#### Record set ####

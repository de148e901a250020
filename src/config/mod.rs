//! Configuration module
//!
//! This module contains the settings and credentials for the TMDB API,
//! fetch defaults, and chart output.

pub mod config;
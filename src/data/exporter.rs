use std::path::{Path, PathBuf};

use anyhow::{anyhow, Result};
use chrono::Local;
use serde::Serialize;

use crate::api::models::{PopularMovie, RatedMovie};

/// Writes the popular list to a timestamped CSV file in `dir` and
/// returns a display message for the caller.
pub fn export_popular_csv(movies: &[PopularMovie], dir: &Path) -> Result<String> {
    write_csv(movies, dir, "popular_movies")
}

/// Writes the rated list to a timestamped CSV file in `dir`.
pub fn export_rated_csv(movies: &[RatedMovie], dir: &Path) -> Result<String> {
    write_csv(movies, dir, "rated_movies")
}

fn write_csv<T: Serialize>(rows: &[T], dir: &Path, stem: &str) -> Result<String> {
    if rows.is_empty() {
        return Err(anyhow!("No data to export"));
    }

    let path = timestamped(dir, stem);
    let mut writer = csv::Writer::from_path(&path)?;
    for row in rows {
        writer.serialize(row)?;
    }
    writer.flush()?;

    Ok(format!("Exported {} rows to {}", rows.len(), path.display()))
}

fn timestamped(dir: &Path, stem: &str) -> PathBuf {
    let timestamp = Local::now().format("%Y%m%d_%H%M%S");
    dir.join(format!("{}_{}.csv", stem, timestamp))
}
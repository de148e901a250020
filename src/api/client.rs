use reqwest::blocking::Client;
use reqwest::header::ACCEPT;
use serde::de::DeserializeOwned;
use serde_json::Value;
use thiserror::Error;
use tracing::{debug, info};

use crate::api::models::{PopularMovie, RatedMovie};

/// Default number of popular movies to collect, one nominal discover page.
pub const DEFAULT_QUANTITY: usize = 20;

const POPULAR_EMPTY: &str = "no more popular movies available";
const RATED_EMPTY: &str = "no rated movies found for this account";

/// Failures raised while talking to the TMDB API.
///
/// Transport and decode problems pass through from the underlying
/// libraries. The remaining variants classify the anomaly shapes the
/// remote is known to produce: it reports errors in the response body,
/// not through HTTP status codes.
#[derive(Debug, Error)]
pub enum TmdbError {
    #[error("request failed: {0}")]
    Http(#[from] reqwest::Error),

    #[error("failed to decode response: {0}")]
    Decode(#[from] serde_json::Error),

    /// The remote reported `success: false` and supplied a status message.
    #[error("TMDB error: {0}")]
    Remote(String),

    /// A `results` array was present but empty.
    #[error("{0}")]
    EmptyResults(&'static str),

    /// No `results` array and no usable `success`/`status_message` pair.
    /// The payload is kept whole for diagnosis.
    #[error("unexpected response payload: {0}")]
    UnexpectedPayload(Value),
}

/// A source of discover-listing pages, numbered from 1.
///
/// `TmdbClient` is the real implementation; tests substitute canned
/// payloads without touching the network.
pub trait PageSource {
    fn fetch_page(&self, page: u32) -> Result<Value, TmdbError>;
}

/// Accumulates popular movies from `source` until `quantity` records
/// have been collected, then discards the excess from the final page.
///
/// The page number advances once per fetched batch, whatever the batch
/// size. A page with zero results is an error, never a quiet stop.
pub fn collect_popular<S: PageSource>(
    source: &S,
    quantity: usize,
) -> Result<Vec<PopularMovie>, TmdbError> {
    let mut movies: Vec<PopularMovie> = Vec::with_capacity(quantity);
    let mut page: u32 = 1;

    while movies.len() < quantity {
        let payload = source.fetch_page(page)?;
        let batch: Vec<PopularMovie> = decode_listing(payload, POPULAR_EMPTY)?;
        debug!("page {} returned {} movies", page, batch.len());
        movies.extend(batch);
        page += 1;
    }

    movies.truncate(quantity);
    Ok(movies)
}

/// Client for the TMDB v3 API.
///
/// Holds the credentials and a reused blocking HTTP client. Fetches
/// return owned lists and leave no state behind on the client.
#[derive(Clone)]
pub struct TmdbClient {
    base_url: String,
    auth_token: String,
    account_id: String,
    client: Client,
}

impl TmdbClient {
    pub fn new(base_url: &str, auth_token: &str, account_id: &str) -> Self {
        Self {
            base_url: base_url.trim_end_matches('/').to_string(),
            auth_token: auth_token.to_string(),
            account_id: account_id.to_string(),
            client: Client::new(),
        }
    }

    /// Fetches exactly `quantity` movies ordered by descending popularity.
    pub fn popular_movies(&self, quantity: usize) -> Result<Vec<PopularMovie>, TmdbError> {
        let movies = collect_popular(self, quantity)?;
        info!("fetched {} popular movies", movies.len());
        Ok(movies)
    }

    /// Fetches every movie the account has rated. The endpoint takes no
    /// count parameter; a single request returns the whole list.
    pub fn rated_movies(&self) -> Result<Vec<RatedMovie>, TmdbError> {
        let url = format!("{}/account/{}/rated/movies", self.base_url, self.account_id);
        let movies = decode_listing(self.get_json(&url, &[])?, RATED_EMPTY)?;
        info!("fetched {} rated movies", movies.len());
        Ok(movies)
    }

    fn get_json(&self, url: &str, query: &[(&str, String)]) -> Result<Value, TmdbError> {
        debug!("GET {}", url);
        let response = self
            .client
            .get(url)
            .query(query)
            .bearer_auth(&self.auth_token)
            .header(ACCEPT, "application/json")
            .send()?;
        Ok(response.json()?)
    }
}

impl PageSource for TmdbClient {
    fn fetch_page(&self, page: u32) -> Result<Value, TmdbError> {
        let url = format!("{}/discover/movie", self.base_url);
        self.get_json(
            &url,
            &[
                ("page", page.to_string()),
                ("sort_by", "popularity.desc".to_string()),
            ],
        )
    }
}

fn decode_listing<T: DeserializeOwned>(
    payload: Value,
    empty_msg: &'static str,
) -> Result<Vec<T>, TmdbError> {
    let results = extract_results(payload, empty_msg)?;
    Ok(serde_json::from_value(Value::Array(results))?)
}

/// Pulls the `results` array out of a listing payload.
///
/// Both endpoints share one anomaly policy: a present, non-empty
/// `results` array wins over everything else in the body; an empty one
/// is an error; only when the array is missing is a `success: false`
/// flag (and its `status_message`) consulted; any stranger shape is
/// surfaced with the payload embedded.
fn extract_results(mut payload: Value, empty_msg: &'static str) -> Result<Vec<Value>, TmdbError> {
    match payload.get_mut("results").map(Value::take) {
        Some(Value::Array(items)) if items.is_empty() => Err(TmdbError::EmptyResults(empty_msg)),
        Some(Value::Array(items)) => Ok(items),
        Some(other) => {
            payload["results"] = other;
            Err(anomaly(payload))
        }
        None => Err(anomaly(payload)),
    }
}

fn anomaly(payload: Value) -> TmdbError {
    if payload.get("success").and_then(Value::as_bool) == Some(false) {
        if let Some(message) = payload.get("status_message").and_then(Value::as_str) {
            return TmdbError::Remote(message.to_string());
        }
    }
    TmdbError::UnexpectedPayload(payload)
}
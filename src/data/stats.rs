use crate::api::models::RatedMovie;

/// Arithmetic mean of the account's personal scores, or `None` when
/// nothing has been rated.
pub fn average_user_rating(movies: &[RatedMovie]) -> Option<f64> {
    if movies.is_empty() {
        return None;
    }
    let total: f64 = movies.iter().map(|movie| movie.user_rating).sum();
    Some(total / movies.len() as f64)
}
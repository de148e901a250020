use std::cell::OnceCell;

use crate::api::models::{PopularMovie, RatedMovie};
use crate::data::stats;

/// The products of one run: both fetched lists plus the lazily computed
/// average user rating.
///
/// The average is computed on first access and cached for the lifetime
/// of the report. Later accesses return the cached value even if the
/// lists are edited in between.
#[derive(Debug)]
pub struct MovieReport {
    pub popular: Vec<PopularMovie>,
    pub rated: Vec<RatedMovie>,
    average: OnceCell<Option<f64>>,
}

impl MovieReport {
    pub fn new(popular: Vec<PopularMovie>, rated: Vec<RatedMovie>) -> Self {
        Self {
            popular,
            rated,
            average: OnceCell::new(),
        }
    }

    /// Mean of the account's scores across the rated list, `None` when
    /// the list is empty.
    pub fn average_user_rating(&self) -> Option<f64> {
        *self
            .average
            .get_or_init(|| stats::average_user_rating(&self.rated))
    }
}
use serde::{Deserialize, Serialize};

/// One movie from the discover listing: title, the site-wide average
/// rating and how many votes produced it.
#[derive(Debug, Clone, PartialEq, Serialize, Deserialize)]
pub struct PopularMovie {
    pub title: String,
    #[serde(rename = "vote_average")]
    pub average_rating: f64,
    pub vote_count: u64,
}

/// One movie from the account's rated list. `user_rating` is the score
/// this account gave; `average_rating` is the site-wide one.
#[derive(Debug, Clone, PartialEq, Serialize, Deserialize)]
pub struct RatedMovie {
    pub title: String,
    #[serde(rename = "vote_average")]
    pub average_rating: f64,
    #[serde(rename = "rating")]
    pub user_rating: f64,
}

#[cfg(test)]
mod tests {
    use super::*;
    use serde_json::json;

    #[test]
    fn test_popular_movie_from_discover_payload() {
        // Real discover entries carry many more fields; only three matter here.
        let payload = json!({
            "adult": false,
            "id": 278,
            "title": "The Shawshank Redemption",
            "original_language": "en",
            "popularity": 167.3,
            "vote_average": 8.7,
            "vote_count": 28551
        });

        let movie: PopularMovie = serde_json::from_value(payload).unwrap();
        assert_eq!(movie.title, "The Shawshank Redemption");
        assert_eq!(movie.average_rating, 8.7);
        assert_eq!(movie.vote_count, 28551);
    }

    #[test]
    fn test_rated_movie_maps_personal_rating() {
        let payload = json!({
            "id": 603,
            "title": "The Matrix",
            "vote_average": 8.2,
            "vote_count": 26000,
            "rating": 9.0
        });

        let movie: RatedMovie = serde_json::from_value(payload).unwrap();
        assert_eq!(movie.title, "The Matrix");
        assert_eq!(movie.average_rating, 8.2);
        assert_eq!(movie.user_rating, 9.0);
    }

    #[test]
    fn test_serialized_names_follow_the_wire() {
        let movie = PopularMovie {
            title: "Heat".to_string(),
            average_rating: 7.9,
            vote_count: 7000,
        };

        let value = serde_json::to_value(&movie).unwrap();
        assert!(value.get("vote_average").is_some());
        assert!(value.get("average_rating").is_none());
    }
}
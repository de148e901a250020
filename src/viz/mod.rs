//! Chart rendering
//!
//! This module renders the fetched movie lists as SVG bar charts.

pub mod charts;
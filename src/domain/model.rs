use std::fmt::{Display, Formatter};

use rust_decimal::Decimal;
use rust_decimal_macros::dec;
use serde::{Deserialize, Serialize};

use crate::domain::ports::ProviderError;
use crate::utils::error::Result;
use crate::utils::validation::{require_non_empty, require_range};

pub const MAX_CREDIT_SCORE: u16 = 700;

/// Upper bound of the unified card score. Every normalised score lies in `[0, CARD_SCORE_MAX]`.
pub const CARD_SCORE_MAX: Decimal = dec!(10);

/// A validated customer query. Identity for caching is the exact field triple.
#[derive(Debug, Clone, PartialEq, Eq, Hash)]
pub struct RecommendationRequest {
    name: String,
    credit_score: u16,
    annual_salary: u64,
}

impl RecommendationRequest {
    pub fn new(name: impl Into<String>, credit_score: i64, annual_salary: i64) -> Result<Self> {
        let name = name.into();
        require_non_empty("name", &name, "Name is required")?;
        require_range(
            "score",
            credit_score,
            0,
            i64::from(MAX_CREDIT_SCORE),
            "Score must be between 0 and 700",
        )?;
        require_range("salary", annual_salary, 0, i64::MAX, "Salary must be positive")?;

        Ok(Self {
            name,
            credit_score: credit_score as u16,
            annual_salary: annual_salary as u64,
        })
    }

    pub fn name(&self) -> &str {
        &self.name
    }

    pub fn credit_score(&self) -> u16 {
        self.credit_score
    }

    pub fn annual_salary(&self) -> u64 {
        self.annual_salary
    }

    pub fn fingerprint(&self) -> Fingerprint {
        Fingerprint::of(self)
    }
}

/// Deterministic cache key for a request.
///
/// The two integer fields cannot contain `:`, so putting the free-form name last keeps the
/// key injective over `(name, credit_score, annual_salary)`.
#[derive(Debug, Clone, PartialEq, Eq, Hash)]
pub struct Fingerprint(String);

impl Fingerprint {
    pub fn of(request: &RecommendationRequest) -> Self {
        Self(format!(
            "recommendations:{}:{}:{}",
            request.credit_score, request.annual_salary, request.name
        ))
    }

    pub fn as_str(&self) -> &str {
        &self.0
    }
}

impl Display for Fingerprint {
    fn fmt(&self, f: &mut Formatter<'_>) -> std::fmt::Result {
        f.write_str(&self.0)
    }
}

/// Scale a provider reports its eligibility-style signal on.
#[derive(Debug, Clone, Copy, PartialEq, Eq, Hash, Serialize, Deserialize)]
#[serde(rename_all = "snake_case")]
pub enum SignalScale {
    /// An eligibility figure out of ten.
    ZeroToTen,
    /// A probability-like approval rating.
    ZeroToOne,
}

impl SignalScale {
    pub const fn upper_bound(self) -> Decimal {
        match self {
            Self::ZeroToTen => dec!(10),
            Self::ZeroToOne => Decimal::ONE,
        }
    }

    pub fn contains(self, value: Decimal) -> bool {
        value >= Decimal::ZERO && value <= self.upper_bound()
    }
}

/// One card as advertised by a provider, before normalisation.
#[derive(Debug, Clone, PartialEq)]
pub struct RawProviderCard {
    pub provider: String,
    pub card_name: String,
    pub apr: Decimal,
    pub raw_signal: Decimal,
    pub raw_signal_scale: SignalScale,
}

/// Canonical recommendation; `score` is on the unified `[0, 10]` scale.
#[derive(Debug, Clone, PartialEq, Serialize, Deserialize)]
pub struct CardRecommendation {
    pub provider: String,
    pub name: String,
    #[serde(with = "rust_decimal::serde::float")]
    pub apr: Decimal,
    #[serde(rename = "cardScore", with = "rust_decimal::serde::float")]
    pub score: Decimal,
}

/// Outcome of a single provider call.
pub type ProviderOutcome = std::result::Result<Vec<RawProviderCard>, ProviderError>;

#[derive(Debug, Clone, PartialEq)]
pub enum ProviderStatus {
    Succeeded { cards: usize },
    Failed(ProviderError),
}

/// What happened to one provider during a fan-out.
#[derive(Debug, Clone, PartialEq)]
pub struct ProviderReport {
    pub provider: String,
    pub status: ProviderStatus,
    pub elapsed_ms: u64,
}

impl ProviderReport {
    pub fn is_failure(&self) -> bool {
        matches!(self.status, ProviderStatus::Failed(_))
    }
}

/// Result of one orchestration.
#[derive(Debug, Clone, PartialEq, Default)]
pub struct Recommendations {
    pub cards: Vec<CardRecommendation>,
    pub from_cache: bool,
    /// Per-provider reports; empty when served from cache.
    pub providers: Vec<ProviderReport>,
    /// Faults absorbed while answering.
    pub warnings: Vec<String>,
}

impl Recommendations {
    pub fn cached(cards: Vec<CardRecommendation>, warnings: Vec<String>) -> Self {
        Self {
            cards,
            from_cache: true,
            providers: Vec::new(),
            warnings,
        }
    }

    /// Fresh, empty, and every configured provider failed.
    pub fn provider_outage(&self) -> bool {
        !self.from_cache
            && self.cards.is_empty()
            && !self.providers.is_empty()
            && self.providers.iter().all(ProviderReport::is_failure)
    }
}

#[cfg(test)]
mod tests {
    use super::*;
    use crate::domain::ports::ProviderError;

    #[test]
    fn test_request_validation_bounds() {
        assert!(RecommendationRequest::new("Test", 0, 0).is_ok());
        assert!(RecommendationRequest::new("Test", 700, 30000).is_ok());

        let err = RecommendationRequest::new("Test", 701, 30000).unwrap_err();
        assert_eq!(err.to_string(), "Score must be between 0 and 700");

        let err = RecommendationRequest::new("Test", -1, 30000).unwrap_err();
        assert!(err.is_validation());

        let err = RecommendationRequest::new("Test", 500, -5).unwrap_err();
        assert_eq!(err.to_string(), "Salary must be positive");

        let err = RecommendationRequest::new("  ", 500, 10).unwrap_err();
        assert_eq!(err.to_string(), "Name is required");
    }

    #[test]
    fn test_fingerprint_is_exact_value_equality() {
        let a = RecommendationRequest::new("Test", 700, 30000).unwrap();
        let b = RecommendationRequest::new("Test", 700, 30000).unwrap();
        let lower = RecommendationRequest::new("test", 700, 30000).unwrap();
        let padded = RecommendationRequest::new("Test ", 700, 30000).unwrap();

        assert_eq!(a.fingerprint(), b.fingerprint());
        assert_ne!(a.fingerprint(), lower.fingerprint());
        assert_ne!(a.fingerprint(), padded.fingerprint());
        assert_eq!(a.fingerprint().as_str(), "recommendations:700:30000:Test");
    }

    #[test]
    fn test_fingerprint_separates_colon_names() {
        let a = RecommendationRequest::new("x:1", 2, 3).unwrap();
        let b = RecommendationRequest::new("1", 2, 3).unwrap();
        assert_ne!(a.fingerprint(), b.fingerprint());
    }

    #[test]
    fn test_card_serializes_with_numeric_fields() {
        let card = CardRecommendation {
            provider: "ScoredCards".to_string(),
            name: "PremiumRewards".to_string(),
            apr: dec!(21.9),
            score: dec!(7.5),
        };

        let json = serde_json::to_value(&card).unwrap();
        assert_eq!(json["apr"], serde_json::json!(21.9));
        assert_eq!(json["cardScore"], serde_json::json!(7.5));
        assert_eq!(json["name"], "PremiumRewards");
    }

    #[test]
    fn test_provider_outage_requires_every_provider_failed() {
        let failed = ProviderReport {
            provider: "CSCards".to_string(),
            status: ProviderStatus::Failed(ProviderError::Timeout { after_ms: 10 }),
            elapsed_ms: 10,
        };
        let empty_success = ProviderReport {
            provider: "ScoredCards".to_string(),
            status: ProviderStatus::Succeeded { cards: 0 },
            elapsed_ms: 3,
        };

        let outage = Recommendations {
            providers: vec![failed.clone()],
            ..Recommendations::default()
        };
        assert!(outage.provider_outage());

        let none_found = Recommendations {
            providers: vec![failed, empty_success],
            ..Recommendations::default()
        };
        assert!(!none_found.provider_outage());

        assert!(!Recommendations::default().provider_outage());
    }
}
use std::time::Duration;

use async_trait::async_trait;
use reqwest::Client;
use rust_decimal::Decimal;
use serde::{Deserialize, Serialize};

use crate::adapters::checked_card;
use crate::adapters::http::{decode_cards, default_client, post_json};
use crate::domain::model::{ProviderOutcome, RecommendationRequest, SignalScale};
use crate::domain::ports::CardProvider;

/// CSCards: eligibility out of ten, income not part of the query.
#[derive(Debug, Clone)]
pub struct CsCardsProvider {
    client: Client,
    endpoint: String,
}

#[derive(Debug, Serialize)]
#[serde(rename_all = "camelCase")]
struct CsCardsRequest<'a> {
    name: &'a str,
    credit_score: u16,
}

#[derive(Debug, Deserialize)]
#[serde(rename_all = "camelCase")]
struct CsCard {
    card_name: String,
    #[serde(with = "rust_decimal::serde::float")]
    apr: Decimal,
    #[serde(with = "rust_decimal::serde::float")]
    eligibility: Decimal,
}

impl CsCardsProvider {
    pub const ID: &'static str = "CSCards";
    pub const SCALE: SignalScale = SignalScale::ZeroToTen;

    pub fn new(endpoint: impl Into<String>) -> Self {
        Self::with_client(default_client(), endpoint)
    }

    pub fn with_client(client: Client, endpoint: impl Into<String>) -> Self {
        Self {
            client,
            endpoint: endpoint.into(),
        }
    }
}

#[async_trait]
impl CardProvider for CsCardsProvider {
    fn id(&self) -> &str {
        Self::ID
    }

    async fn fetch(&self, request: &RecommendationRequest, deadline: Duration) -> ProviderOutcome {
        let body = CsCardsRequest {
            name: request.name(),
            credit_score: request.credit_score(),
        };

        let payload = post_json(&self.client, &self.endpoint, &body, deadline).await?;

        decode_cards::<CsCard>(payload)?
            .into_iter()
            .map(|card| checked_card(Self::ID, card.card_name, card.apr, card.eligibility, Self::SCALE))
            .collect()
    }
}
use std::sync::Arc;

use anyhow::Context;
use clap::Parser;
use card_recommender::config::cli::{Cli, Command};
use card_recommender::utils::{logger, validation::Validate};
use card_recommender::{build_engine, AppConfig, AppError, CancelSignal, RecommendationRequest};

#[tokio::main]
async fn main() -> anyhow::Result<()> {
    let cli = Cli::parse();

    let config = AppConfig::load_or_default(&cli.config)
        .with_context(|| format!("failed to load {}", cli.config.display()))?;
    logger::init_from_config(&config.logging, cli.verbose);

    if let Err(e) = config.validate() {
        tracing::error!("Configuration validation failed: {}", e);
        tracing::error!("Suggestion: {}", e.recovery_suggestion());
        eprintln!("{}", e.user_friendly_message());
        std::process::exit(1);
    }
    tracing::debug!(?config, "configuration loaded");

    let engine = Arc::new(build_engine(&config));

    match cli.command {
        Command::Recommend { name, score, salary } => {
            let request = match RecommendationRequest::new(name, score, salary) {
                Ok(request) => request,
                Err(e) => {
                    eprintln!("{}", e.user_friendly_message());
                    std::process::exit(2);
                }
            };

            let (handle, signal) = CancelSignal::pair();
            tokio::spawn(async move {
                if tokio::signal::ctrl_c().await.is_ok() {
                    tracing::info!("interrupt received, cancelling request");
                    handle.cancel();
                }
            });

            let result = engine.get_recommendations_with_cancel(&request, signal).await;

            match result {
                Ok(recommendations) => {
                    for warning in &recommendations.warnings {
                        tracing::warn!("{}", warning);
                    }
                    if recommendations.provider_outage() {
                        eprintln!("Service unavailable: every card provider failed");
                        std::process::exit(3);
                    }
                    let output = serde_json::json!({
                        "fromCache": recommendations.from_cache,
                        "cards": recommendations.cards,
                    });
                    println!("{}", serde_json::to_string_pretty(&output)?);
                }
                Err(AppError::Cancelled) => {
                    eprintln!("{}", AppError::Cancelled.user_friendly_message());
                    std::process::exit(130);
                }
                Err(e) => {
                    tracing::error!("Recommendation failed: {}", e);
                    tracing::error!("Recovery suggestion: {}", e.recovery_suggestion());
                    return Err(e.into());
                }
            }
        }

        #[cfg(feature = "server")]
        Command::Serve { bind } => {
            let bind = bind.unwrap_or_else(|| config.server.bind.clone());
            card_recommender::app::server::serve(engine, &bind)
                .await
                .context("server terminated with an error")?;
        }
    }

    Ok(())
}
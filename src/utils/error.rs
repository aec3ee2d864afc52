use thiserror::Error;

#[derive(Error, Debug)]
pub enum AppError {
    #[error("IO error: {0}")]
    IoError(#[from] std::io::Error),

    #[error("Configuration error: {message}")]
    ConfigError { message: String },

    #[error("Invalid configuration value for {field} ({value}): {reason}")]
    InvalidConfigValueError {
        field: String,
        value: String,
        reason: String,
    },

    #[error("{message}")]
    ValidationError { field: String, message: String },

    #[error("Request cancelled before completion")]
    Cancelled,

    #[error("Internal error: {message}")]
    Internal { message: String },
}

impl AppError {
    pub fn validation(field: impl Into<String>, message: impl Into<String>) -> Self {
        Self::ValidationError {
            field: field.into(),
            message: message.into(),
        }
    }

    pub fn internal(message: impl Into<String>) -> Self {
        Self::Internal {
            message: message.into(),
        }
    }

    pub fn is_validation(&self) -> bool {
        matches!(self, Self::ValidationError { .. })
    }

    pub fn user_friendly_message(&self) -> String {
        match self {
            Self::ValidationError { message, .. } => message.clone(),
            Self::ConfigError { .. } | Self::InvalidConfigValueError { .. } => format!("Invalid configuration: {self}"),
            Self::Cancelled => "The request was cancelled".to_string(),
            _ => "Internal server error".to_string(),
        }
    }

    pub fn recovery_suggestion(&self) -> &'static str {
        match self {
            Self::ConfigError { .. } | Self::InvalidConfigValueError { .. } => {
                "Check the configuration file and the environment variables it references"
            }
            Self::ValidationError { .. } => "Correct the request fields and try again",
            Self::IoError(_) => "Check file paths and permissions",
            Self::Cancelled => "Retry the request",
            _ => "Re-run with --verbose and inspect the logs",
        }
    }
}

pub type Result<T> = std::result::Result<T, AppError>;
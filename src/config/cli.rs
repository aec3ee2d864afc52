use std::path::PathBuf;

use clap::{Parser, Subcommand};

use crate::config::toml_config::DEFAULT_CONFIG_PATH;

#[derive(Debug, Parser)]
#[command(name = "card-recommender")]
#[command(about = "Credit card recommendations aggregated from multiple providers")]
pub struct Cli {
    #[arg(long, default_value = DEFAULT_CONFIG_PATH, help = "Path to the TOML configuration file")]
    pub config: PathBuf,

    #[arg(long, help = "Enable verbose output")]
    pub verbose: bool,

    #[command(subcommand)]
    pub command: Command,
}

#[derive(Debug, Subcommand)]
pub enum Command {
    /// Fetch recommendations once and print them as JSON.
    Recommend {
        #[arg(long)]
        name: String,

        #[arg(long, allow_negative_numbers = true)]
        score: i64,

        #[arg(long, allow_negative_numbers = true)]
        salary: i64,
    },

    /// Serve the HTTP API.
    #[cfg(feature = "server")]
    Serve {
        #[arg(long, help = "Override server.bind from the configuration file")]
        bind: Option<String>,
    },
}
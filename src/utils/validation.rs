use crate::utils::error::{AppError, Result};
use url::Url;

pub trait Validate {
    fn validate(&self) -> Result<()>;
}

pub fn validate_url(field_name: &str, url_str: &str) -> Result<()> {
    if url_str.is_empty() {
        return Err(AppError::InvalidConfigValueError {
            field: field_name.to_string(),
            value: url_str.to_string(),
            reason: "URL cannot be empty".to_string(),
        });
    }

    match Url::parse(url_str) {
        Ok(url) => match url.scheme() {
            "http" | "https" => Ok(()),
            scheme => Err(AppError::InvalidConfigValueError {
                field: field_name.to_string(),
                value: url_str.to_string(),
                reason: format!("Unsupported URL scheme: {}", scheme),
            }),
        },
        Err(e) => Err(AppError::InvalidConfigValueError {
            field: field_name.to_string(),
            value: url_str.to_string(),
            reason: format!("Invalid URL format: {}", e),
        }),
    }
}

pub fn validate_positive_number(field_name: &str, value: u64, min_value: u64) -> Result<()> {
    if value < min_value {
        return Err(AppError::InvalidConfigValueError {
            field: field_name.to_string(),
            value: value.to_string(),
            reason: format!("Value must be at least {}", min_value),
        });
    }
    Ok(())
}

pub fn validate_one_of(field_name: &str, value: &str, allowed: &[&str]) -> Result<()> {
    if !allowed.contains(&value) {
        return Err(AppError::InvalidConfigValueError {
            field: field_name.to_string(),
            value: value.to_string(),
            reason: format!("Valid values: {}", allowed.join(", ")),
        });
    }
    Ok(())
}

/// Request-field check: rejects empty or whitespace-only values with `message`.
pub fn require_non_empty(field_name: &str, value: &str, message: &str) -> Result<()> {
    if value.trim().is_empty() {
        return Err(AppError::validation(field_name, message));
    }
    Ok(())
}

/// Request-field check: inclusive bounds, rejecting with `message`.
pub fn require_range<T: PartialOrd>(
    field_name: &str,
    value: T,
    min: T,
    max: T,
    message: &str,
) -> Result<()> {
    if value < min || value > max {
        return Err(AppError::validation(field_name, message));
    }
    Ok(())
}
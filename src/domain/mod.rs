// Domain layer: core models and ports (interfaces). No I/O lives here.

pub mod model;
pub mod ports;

####

Across the listing above, in how many lines does the string "help" occur? Give the number only.

_Task output_
3